Allan Buntoengsuk

Fable

Three products, no throughline. I fixed the connections and 57% more users found the reader.

Year
2023
Role
Senior Product Designer
Tags
SocialE-CommerceDiscoveryEngagementUX Strategy

Overview

Fable had three things: an ebook reader, bookstore, and social book clubs—but the 3 barely connected. Users weren't finding the reader, sample downloads were low, and the home feed wasn't increasing engagement.

I came on as a contract Senior Product Designer over a four month period, working on iOS, Android, and web. The brief was fairly loose: improve engagement, improve discovery. The challenge was figuring out where to actually start.

Strategic Frame

Once I mapped it out, the same issue kept coming up: nothing was reinforcing anything else

The bookstore dropped you off. The clubs existed as their own thing. The feed didn't take into account what you were into. We had reading, discovery, and discussion—they just weren't connected.

Project 1—Homefeed 2.0

The feed was showing you what was happening, but it wasn't giving you a reason to pull you in.

I started by mapping how the needs of a Fable user change over time. Initially it's about getting oriented, then we want to build reading momentum, and finally it becomes about finding your next thing. I used that to propose how the feed's content mix should evolve with a person. The For You feed Fable shipped after my engagement was built on that thinking.

Project 2—Web Bookstore Redesign

The bookstore was designed like a library. Sparse cards, small cover art, and a detail page that buried the buy button.

Previous version on the left, redesign on the right

Ebook sales were becoming more important to the business, but the bookstore felt like an afterthought.

The fixes I suggested were pretty straightforward: increased # of books per row, horizontal carousels, and a detail page consolidated around a single purchase column. None of it was anything crazy, but the work was seeing what the experience needed to be and doing what it took to get there.

Previous version on the left, redesign on the right

Project 3—Reader Integration with Clubs

Most users didn't know the reader existed. That was the highest leverage problem we could address.

If the reader experience could be improved, Fable would become more than just a book discussion app—it could become an entire reading platform. I broke it down across three levels of effort.

Low-Lift — Ratio change

Old version on the left (1:1 aspect ratio), wireframe with a 3:2 aspect ratio on the right.
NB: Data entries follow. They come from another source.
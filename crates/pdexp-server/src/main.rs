mod collectors;
mod config;
mod http;

use std::sync::Arc;

use clap::Parser;
use pdexp_metrics::MetricsRegistry;
use tokio_util::sync::CancellationToken;
use tracing::{info, warn};
use tracing_subscriber::EnvFilter;

use crate::config::Cli;

/// Default filter directives: the library crates and this binary, plus
/// request traces in debug mode.
fn log_directives(debug: bool) -> Vec<String> {
    let level = if debug { "debug" } else { "info" };
    let mut directives = vec![
        format!("pdexp={level}"),
        format!("{}={level}", env!("CARGO_CRATE_NAME")),
    ];
    if debug {
        directives.push("tower_http=debug".to_string());
    }
    directives
}

fn init_tracing(cli: &Cli) -> Result<(), Box<dyn std::error::Error>> {
    let mut env_filter = EnvFilter::from_default_env();
    for directive in log_directives(cli.log_debug) {
        env_filter = env_filter.add_directive(directive.parse()?);
    }

    let subscriber = tracing_subscriber::fmt().with_env_filter(env_filter);
    if cli.log_json {
        subscriber.json().init();
    } else {
        subscriber.init();
    }
    Ok(())
}

#[tokio::main]
async fn main() -> Result<(), Box<dyn std::error::Error>> {
    let cli = Cli::parse();
    init_tracing(&cli)?;
    cli.validate()?;

    let registry = Arc::new(MetricsRegistry::new());
    let exporter = collectors::build_exporter(&cli, registry.clone())?;
    info!(collectors = exporter.len(), "starting collectors");

    let cancel = CancellationToken::new();
    let signal = cancel.clone();
    tokio::spawn(async move {
        if let Err(err) = tokio::signal::ctrl_c().await {
            warn!(error = %err, "unable to listen for shutdown signal");
            return;
        }
        info!("shutdown requested");
        signal.cancel();
    });

    let collectors = tokio::spawn(exporter.run(cancel.clone()));

    let listener = tokio::net::TcpListener::bind(&cli.bind).await?;
    info!("pagerduty exporter listening on {}", cli.bind);
    let shutdown = cancel.clone();
    axum::serve(listener, http::router(registry, cli.server_timeout))
        .with_graceful_shutdown(async move { shutdown.cancelled().await })
        .await?;

    // Surfaces the collector error that stopped the server, if any.
    collectors.await??;
    Ok(())
}

#[cfg(test)]
mod tests {
    use tracing_subscriber::filter::Directive;

    use super::*;

    #[test]
    fn default_directives_cover_the_binary_target() {
        let target = module_path!().split("::").next().unwrap();
        assert!(log_directives(false).contains(&format!("{target}=info")));
        assert!(log_directives(false).contains(&"pdexp=info".to_string()));
        assert!(log_directives(true).contains(&format!("{target}=debug")));
    }

    #[test]
    fn default_directives_parse() {
        for debug in [false, true] {
            for directive in log_directives(debug) {
                directive.parse::<Directive>().unwrap();
            }
        }
    }
}
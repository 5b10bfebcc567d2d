pub mod accumulator;
pub mod exposition;
pub mod labels;
pub mod observation;
pub mod registry;

pub use accumulator::{HashedMetricList, MetricList};
pub use exposition::{MetricDescriptor, MetricType, SampleValue};
pub use labels::Labels;
pub use observation::{MetricObservation, ObservationKind};
pub use registry::{CounterMetric, GaugeMetric, HistogramMetric, MetricsRegistry, PublishGuard};
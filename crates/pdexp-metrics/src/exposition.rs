//! Point-in-time snapshot of the registry and its Prometheus text form.

#[derive(Debug, Clone, Copy, PartialEq, Eq)]
pub enum MetricType {
    Counter,
    Gauge,
    Histogram,
}

impl MetricType {
    pub fn as_prometheus_type(&self) -> &'static str {
        match self {
            Self::Counter => "counter",
            Self::Gauge => "gauge",
            Self::Histogram => "histogram",
        }
    }
}

/// Name, help and label schema of a registered metric vector.
#[derive(Debug, Clone)]
pub struct MetricDescriptor {
    pub name: String,
    pub help: String,
    pub metric_type: MetricType,
    /// Label names in declaration order, which is also the rendering order.
    pub variable_labels: Vec<String>,
}

#[derive(Debug, Clone, PartialEq)]
pub enum SampleValue {
    /// Current value of a counter or gauge series.
    Scalar(f64),
    /// Per-bucket (not cumulative) counts; the last bound is `+Inf`.
    Histogram {
        buckets: Vec<(f64, u64)>,
        count: u64,
        sum: f64,
    },
}

/// One series of a metric vector.
#[derive(Debug, Clone)]
pub struct MetricSample {
    /// `(name, value)` pairs in the descriptor's label order.
    pub labels: Vec<(String, String)>,
    pub value: SampleValue,
}

impl MetricSample {
    pub fn label(&self, name: &str) -> Option<&str> {
        self.labels
            .iter()
            .find(|(key, _)| key == name)
            .map(|(_, value)| value.as_str())
    }
}

#[derive(Debug, Clone)]
pub struct CollectedMetric {
    pub descriptor: MetricDescriptor,
    pub samples: Vec<MetricSample>,
}

impl CollectedMetric {
    /// Appends the HELP/TYPE header and every sample line to `output`.
    pub fn write_text(&self, output: &mut String) {
        let name = &self.descriptor.name;
        let help = escape_help(&self.descriptor.help);
        output.push_str(&format!("# HELP {name} {help}\n"));
        output.push_str(&format!(
            "# TYPE {name} {}\n",
            self.descriptor.metric_type.as_prometheus_type()
        ));

        for sample in &self.samples {
            match &sample.value {
                SampleValue::Scalar(value) => {
                    write_line(output, name, &sample.labels, None, *value);
                }
                SampleValue::Histogram {
                    buckets,
                    count,
                    sum,
                } => {
                    let bucket_name = format!("{name}_bucket");
                    let mut cumulative = 0_u64;
                    for (bound, bucket_count) in buckets {
                        cumulative = cumulative.saturating_add(*bucket_count);
                        let le = ("le", format_bucket_bound(*bound));
                        let value = cumulative as f64;
                        write_line(output, &bucket_name, &sample.labels, Some(le), value);
                    }
                    write_line(output, &format!("{name}_sum"), &sample.labels, None, *sum);
                    let count = *count as f64;
                    write_line(output, &format!("{name}_count"), &sample.labels, None, count);
                }
            }
        }
    }
}

fn write_line(
    output: &mut String,
    name: &str,
    labels: &[(String, String)],
    extra: Option<(&str, String)>,
    value: f64,
) {
    output.push_str(name);

    let pairs = labels
        .iter()
        .map(|(key, value)| (key.as_str(), value.as_str()))
        .chain(extra.as_ref().map(|(key, value)| (*key, value.as_str())));
    let rendered = pairs
        .map(|(key, value)| format!("{key}=\"{}\"", escape_label_value(value)))
        .collect::<Vec<_>>();
    if !rendered.is_empty() {
        output.push('{');
        output.push_str(&rendered.join(","));
        output.push('}');
    }

    output.push(' ');
    output.push_str(&format_metric_value(value));
    output.push('\n');
}

/// Integral values print without a fraction, so epoch timestamps stay exact.
fn format_metric_value(value: f64) -> String {
    if value.is_nan() {
        "NaN".to_string()
    } else if value == f64::INFINITY {
        "+Inf".to_string()
    } else if value == f64::NEG_INFINITY {
        "-Inf".to_string()
    } else if value.fract() == 0.0 && value.abs() < 1e15 {
        format!("{value:.0}")
    } else {
        value.to_string()
    }
}

fn format_bucket_bound(value: f64) -> String {
    if value.is_infinite() {
        "+Inf".to_string()
    } else {
        value.to_string()
    }
}

fn escape_help(value: &str) -> String {
    value.replace('\\', "\\\\").replace('\n', "\\n")
}

fn escape_label_value(value: &str) -> String {
    value
        .replace('\\', "\\\\")
        .replace('\n', "\\n")
        .replace('"', "\\\"")
}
Users were not even aware there was a reader, and I surmised the best way for them to get exposed to the reader is by downloading a sample book. The club page's 1:1 cover pushed the Sample CTA below the fold. Changing the crop to 3:2 fixed that. When combined with a larger CTA, those changes led to a 57% lift in sample downloads within two weeks.

Medium-Lift — Tappable quotes

Left is the old version, right version is my update

I saw an opportunity to have quotes shared in club discussions double as entry points into the reader: tap a passage, land inside the book at the passage of reference. This way, conversation and reading are connected.

Vision — Reader preview HUD

Design exploration around pulling up a reader preview mode.

The primary means of navigation is via discussion → passage of the book. However, I wondered what if we did the inverse of that, and had the book lead to points of discussion within a club. So I played around with having a reader preview embedded inside the club discussion itself. For users who hadn't bought the book, it appeared as partially locked—turning engagement into a possible upsell.

Impact

57% more sample downloads from one ratio change. A personalization framework that shaped the feed after I left. Improved bookstore experience and a vision for connecting the reader to the club.

Reflection

The Fable product had good bones and I realized that none of it really required starting over. The features just weren't connected or easy to find. The work was figuring out where small changes would meaningfully move the needle.